Um leitor deixou um comentário bem intrigante no meu post sobre o Concurso do Ministério do Trabalho e Emprego (e por burrice minha, acabei apagando invés de aprovar o comentário). Ele questionou a minha contradição, quando eu dizia que considerada que a prova fora fácil e ao mesmo tempo dizia que errei muitas questões. Ele não deixa de ter razão no comentário, mas eu tenho algumas justificativas.
Primeiramente, eu ter errado várias questões não quer dizer necessariamente que estas eram difíceis. Como eu disse, em muitas dessas me faltaram experiência necessária em provas do tipo, para perceber, por exemplo, onde a banca colocaria o erro da questão – colocaria a palavra que muda o sentido da assertiva e torna a afirmação falsa, por exemplo.

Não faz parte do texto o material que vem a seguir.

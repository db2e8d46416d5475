//! Scoped optimistic transactions.
//!
//! A scope WATCHes a set of keys on one pooled connection, reads their
//! current values, lets a pure closure compute the writes to stage and a
//! result to hand back, then commits with MULTI/EXEC. Redis aborts the EXEC
//! (nil reply) if any watched key changed after the WATCH, in which case the
//! whole scope is retried from the top under the configured backoff.

use deadpool_redis::Pool;
use tracing::debug;

use cairn_core::{Error, Result, RetryStrategy};

/// Retry policy for an optimistic scope.
#[derive(Debug, Clone)]
pub struct TxnOptions {
    /// How many times an aborted scope is retried before giving up.
    pub max_retries: u32,
    /// Delay curve between retries.
    pub backoff: RetryStrategy,
}

impl Default for TxnOptions {
    fn default() -> Self {
        Self {
            max_retries: 3,
            backoff: RetryStrategy::default(),
        }
    }
}

/// The outcome of one scope computation: the writes to commit atomically
/// and the value to return to the caller once they commit.
#[derive(Debug)]
pub struct Staged<T> {
    /// Key/value pairs staged as plain SETs.
    pub writes: Vec<(String, String)>,
    /// Returned from [`optimistic`] when the commit succeeds.
    pub output: T,
}

/// Run `scope` against the current values of `keys`, committing its staged
/// writes only if none of the keys changed in between.
///
/// The closure receives the watched keys' values in key order (`None` for
/// absent keys). It is pure: all I/O happens around it. A closure error
/// aborts the scope immediately (UNWATCH) without retrying.
///
/// # Errors
///
/// Returns [`Error::Contention`] when every attempt was invalidated by a
/// concurrent writer, or the closure's own error verbatim.
pub async fn optimistic<T, F>(
    pool: &Pool,
    keys: &[String],
    options: &TxnOptions,
    mut scope: F,
) -> Result<T>
where
    F: FnMut(&[Option<String>]) -> Result<Staged<T>>,
{
    let attempts = options.max_retries + 1;

    for attempt in 0..attempts {
        let mut conn = pool
            .get()
            .await
            .map_err(|e| Error::Connection(e.to_string()))?;

        redis::cmd("WATCH")
            .arg(keys)
            .query_async::<()>(&mut conn)
            .await
            .map_err(|e| Error::Backend(e.to_string()))?;

        let current: Vec<Option<String>> = redis::cmd("MGET")
            .arg(keys)
            .query_async(&mut conn)
            .await
            .map_err(|e| Error::Backend(e.to_string()))?;

        let staged = match scope(&current) {
            Ok(staged) => staged,
            Err(err) => {
                // Clear the watch before handing the connection back.
                let _ = redis::cmd("UNWATCH").query_async::<()>(&mut conn).await;
                return Err(err);
            }
        };

        let mut pipe = redis::pipe();
        pipe.atomic();
        for (key, value) in &staged.writes {
            pipe.set(key, value).ignore();
        }

        // A nil EXEC reply means a watched key changed under us.
        let committed: Option<()> = pipe
            .query_async(&mut conn)
            .await
            .map_err(|e| Error::Backend(e.to_string()))?;

        if committed.is_some() {
            return Ok(staged.output);
        }

        debug!(keys = ?keys, attempt, "optimistic scope aborted, retrying");
        if attempt + 1 < attempts {
            tokio::time::sleep(options.backoff.delay_for(attempt)).await;
        }
    }

    Err(Error::Contention {
        key: keys.join(","),
        attempts,
    })
}
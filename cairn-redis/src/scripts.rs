/// Lua script for acquiring a lock key (SET NX PX).
///
/// KEYS\[1\] = lock key
/// ARGV\[1\] = fencing token
/// ARGV\[2\] = TTL in milliseconds
///
/// Returns 1 if acquired, 0 otherwise.
pub const ACQUIRE: &str = r"
local ok = redis.call('SET', KEYS[1], ARGV[1], 'NX', 'PX', ARGV[2])
if ok then
    return 1
end
return 0
";

/// Lua script for releasing a lock key.
///
/// KEYS\[1\] = lock key
/// ARGV\[1\] = fencing token
///
/// Returns 1 if released, 0 if not held by this token.
pub const RELEASE: &str = r"
local token = redis.call('GET', KEYS[1])
if token == ARGV[1] then
    redis.call('DEL', KEYS[1])
    return 1
end
return 0
";

/// Lua script for extending a lock key's TTL.
///
/// KEYS\[1\] = lock key
/// ARGV\[1\] = fencing token
/// ARGV\[2\] = new TTL in milliseconds
///
/// Returns 1 if extended, 0 if not held by this token.
pub const EXTEND: &str = r"
local token = redis.call('GET', KEYS[1])
if token == ARGV[1] then
    redis.call('PEXPIRE', KEYS[1], ARGV[2])
    return 1
end
return 0
";

/// Lua script for reading the remaining TTL of a held lock key.
///
/// KEYS\[1\] = lock key
/// ARGV\[1\] = fencing token
///
/// Returns the remaining TTL in milliseconds if the key is held by this
/// token, 0 otherwise.
pub const HELD_TTL: &str = r"
local token = redis.call('GET', KEYS[1])
if token == ARGV[1] then
    local pttl = redis.call('PTTL', KEYS[1])
    if pttl > 0 then
        return pttl
    end
end
return 0
";

/// Lua script for raising a counter to a target value.
///
/// KEYS\[1\] = counter key
/// ARGV\[1\] = target value
///
/// Sets the counter to the target only if its current value is lower
/// (absent counts as lower). Never lowers the counter. Returns the counter
/// value after the call.
pub const RAISE_TO: &str = r"
local current = tonumber(redis.call('GET', KEYS[1]))
local target = tonumber(ARGV[1])
if current == nil or current < target then
    redis.call('SET', KEYS[1], target)
    return target
end
return current
";
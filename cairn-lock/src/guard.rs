use std::time::Duration;

use tracing::warn;

use cairn_core::Result;

use crate::redlock::Redlock;

/// A held acquisition, scoped to a borrow of its [`Redlock`] handle.
///
/// Release explicitly with [`release`](Self::release). Dropping the guard
/// without releasing is safe; the lease expires on its own. Explicit
/// release is preferred for prompt cleanup.
pub struct RedlockGuard<'a> {
    lock: &'a mut Redlock,
    released: bool,
}

impl<'a> RedlockGuard<'a> {
    pub(crate) fn new(lock: &'a mut Redlock) -> Self {
        Self {
            lock,
            released: false,
        }
    }

    /// The validity window reported at acquisition (or last extension).
    #[must_use]
    pub fn validity(&self) -> Duration {
        self.lock.validity().unwrap_or_default()
    }

    /// How much longer the lock is held, in the masters' view.
    pub async fn locked(&self) -> Result<Duration> {
        self.lock.locked().await
    }

    /// Extend the hold on the lock.
    pub async fn extend(&mut self) -> Result<bool> {
        self.lock.extend().await
    }

    /// Unlock the lock and consume the guard.
    pub async fn release(mut self) -> Result<()> {
        self.released = true;
        self.lock.release().await
    }
}

impl Drop for RedlockGuard<'_> {
    fn drop(&mut self) {
        if !self.released {
            warn!(
                key = %self.lock.key(),
                "lock guard dropped without release, the lease will expire on its own"
            );
        }
    }
}
use std::future::Future;
use std::sync::Arc;

use futures::future::join_all;
use tracing::debug;

use cairn_core::Result;

use crate::master::Master;

/// Issue one operation per master concurrently and join the results.
///
/// The returned vector is in master order. Per-master transport errors are
/// logged at debug level and handed back as `Err` entries; quorum callers
/// count them as failed masters rather than surfacing them.
pub async fn fan_out<T, F, Fut>(masters: &[Arc<dyn Master>], op: F) -> Vec<Result<T>>
where
    F: Fn(Arc<dyn Master>) -> Fut,
    Fut: Future<Output = Result<T>>,
{
    let results = join_all(masters.iter().map(|master| op(Arc::clone(master)))).await;

    for (master, result) in masters.iter().zip(&results) {
        if let Err(err) = result {
            debug!(master = master.name(), error = %err, "master call failed");
        }
    }

    results
}
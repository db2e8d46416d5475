use std::time::Duration;

use async_trait::async_trait;
use deadpool_redis::Pool;
use redis::Script;

use cairn_core::{Error, Result};
use cairn_quorum::Master;

use crate::config::RedisConfig;
use crate::pool::create_pool;
use crate::scripts;
use crate::txn::{self, Staged, TxnOptions};

/// [`Master`] backed by one Redis endpoint.
///
/// Lock operations run as Lua scripts so the compare step and the mutation
/// are atomic on the server; the counter increment runs as an optimistic
/// WATCH/MULTI/EXEC scope so a concurrent writer aborts the commit instead
/// of being overwritten.
pub struct RedisMaster {
    name: String,
    pool: Pool,
    txn_options: TxnOptions,
}

impl RedisMaster {
    /// Create a new `RedisMaster` from the provided configuration.
    ///
    /// # Errors
    ///
    /// Returns [`Error::Connection`] if the pool cannot be created.
    pub fn new(config: &RedisConfig) -> Result<Self> {
        let pool = create_pool(config)?;
        Ok(Self {
            name: config.url.clone(),
            pool,
            txn_options: TxnOptions::default(),
        })
    }

    /// Override the retry policy used by counter increments.
    #[must_use]
    pub fn with_txn_options(mut self, options: TxnOptions) -> Self {
        self.txn_options = options;
        self
    }

    /// The underlying connection pool, shared with the single-endpoint
    /// primitives (cache, sketches).
    #[must_use]
    pub fn pool(&self) -> &Pool {
        &self.pool
    }

    async fn conn(&self) -> Result<deadpool_redis::Connection> {
        self.pool
            .get()
            .await
            .map_err(|e| Error::Connection(e.to_string()))
    }
}

fn ttl_millis(ttl: Duration) -> i64 {
    i64::try_from(ttl.as_millis()).unwrap_or(i64::MAX)
}

#[async_trait]
impl Master for RedisMaster {
    fn name(&self) -> &str {
        &self.name
    }

    async fn acquire(&self, key: &str, token: &str, ttl: Duration) -> Result<bool> {
        let mut conn = self.conn().await?;
        let script = Script::new(scripts::ACQUIRE);
        let result: i64 = script
            .key(key)
            .arg(token)
            .arg(ttl_millis(ttl))
            .invoke_async(&mut conn)
            .await
            .map_err(|e| Error::Backend(e.to_string()))?;
        Ok(result == 1)
    }

    async fn release(&self, key: &str, token: &str) -> Result<bool> {
        let mut conn = self.conn().await?;
        let script = Script::new(scripts::RELEASE);
        let result: i64 = script
            .key(key)
            .arg(token)
            .invoke_async(&mut conn)
            .await
            .map_err(|e| Error::Backend(e.to_string()))?;
        Ok(result == 1)
    }

    async fn extend(&self, key: &str, token: &str, ttl: Duration) -> Result<bool> {
        let mut conn = self.conn().await?;
        let script = Script::new(scripts::EXTEND);
        let result: i64 = script
            .key(key)
            .arg(token)
            .arg(ttl_millis(ttl))
            .invoke_async(&mut conn)
            .await
            .map_err(|e| Error::Backend(e.to_string()))?;
        Ok(result == 1)
    }

    async fn held_ttl(&self, key: &str, token: &str) -> Result<Duration> {
        let mut conn = self.conn().await?;
        let script = Script::new(scripts::HELD_TTL);
        let remaining: i64 = script
            .key(key)
            .arg(token)
            .invoke_async(&mut conn)
            .await
            .map_err(|e| Error::Backend(e.to_string()))?;
        Ok(Duration::from_millis(remaining.max(0) as u64))
    }

    async fn fetch_increment(&self, key: &str) -> Result<u64> {
        let keys = [key.to_owned()];
        txn::optimistic(&self.pool, &keys, &self.txn_options, |current| {
            let base = match current[0].as_deref() {
                Some(raw) => raw
                    .parse::<u64>()
                    .map_err(|e| Error::Backend(format!("counter '{key}' is corrupt: {e}")))?,
                None => 0,
            };
            let next = base + 1;
            Ok(Staged {
                writes: vec![(key.to_owned(), next.to_string())],
                output: next,
            })
        })
        .await
    }

    async fn raise_to(&self, key: &str, target: u64) -> Result<()> {
        let mut conn = self.conn().await?;
        let script = Script::new(scripts::RAISE_TO);
        let _: i64 = script
            .key(key)
            .arg(target)
            .invoke_async(&mut conn)
            .await
            .map_err(|e| Error::Backend(e.to_string()))?;
        Ok(())
    }
}

#[cfg(all(test, feature = "integration"))]
mod integration_tests {
    use std::sync::Arc;

    use super::*;

    fn test_master() -> RedisMaster {
        let url =
            std::env::var("REDIS_URL").unwrap_or_else(|_| "redis://127.0.0.1:6379".to_string());
        RedisMaster::new(&RedisConfig::from_url(url)).expect("pool creation should succeed")
    }

    #[tokio::test]
    async fn acquire_release_cycle() {
        let master = test_master();
        let key = format!("cairn-test-lock-{}", uuid::Uuid::new_v4());

        assert!(master
            .acquire(&key, "token-a", Duration::from_secs(10))
            .await
            .unwrap());
        // A second acquire with a different token must fail.
        assert!(!master
            .acquire(&key, "token-b", Duration::from_secs(10))
            .await
            .unwrap());
        // The wrong token cannot release.
        assert!(!master.release(&key, "token-b").await.unwrap());
        assert!(master.release(&key, "token-a").await.unwrap());
    }

    #[tokio::test]
    async fn held_ttl_reports_remaining_lease() {
        let master = test_master();
        let key = format!("cairn-test-lock-{}", uuid::Uuid::new_v4());

        master
            .acquire(&key, "token", Duration::from_secs(10))
            .await
            .unwrap();
        let remaining = master.held_ttl(&key, "token").await.unwrap();
        assert!(remaining > Duration::from_secs(9));
        assert_eq!(
            master.held_ttl(&key, "other").await.unwrap(),
            Duration::ZERO
        );
        master.release(&key, "token").await.unwrap();
    }

    #[tokio::test]
    async fn fetch_increment_and_raise() {
        let master = Arc::new(test_master());
        let key = format!("cairn-test-counter-{}", uuid::Uuid::new_v4());

        assert_eq!(master.fetch_increment(&key).await.unwrap(), 1);
        assert_eq!(master.fetch_increment(&key).await.unwrap(), 2);

        master.raise_to(&key, 10).await.unwrap();
        assert_eq!(master.fetch_increment(&key).await.unwrap(), 11);
        // Raising to a lower value must not lower the counter.
        master.raise_to(&key, 3).await.unwrap();
        assert_eq!(master.fetch_increment(&key).await.unwrap(), 12);

        let mut conn = master.pool().get().await.unwrap();
        let _: () = redis::cmd("DEL")
            .arg(&key)
            .query_async(&mut conn)
            .await
            .unwrap();
    }
}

Outra coisa: eu considerei a prova fácil no geral, mas em algumas situações bem específicas ela se tornou complicada (para mim), muito em função de eu ter um vício no estudo que deve ser sanado de todo modo, urgentemente: não ter muito apreço para estudar lei seca. Isso complicou a minha vida em legislação específica – que foi quase 100% de literalidade dos artigos das leis e decretos constantes no edital – e em algumas questões de administrativo também.
Outro ponto é que há, por parte de muitos concurseiros, um terrorismo enorme a respeito das provas elaboradas pelo CESPE/UnB. Quando eu digo que foi uma prova fácil no geral, é por que eu esperava algo bem mais complexo. Eu não vi uma prova realmente complexa, para chegar ao ponto de falar “tive que raciocinar muito”, pelo contrário, poucas questões realmente necessitavam de muito raciocínio, mas sim de muita atenção. Essa atenção, infelizmente, só se adquire com experiência, e foi aí que a prova me derrubou.
Mas ao contrário do que o leitor disse, que não existe prova fácil, aqui eu discordo relativamente dessa opinião. Isso depende muito do ponto de referência. Se for comparar uma prova de agente administrativo com a prova objetiva de concurso de magistratura, não há como negar que uma é mais fácil que a outra. Como para essa prova eu não tinha muito referencial, somente o terrorismo que eu ouvia de colegas, achava que a prova seria bem difícil, mas não o foi.
Não sei bem como explicar isso, mas para mim é conceitualmente diferente uma prova perigosa – cheia de cascas de bananas pelo caminho – de uma prova difícil, que exija um conhecimento aprofundado. (Questões que perguntam prazo, por exemplo, não possuem complexidade nenhuma, não exigem raciocínio; pelo contrário, apenas que o candidato tenha decorado tal lei.)
Finalizando, não acho que foi uma prova que exigia do candidato conhecimento demasiadamente aprofundado nas matérias. E fica a nota mental: estudar a lei seca é fundamental.